No total, o Programa Gilead GÉNESE premiou este ano seis projetos de investigação e sete de intervenção comunitária. O evento público de distinção decorreu esta quarta-feira, 20 de outubro, no Salão Nobre da Reitoria da Universidade de Lisboa.

Sobre o Programa Gilead GÉNESE

Criado em 2013, o Programa Gilead GÉNESE tem como objetivos incentivar a investigação, a produção e a partilha de conhecimento científico e viabilizar iniciativas que conduzam à implementação de boas práticas no acompanhamento dos doentes.
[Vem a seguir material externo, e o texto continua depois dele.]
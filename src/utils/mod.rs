//! Shared utilities: random number generation and weight initialization.

pub mod init;
pub mod rng;

pub use init::HeNormal;
pub use rng::SimpleRng;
À edição deste ano candidataram-se 72 projetos nacionais, 49 de investigação e 23 de intervenção comunitária, submetidos por diversas entidades da área da saúde, instituições académicas e da sociedade civil, representando um incremento significativo no número de candidaturas dos anos anteriores. Foram selecionados seis projetos de investigação e sete de intervenção comunitária.

“Na Gilead, temos a convicção de que o conhecimento gerado através dos projetos apoiados pelo Programa Gilead GÉNESE tem contribuído para a melhoria da prestação de cuidados de saúde em Portugal. É com muita satisfação que registamos o interesse crescente de um leque cada vez mais alargado de entidades, quer na vertente de investigação, quer na vertente de comunidade, que se distinguem pela qualidade dos projetos apresentados”, afirma Cláudia Delgado, Diretora Médica da Gilead e responsável pelo Programa.

Na sua componente Investigação, o Programa Gilead GÉNESE tem como áreas de projeto resultados em saúde, investigação com aplicação clínica e tecnologia ao serviço da saúde. Na vertente Comunidade, o Programa acolhe projetos nas áreas da qualidade de vida, diagnóstico e participação cívica e cidadania.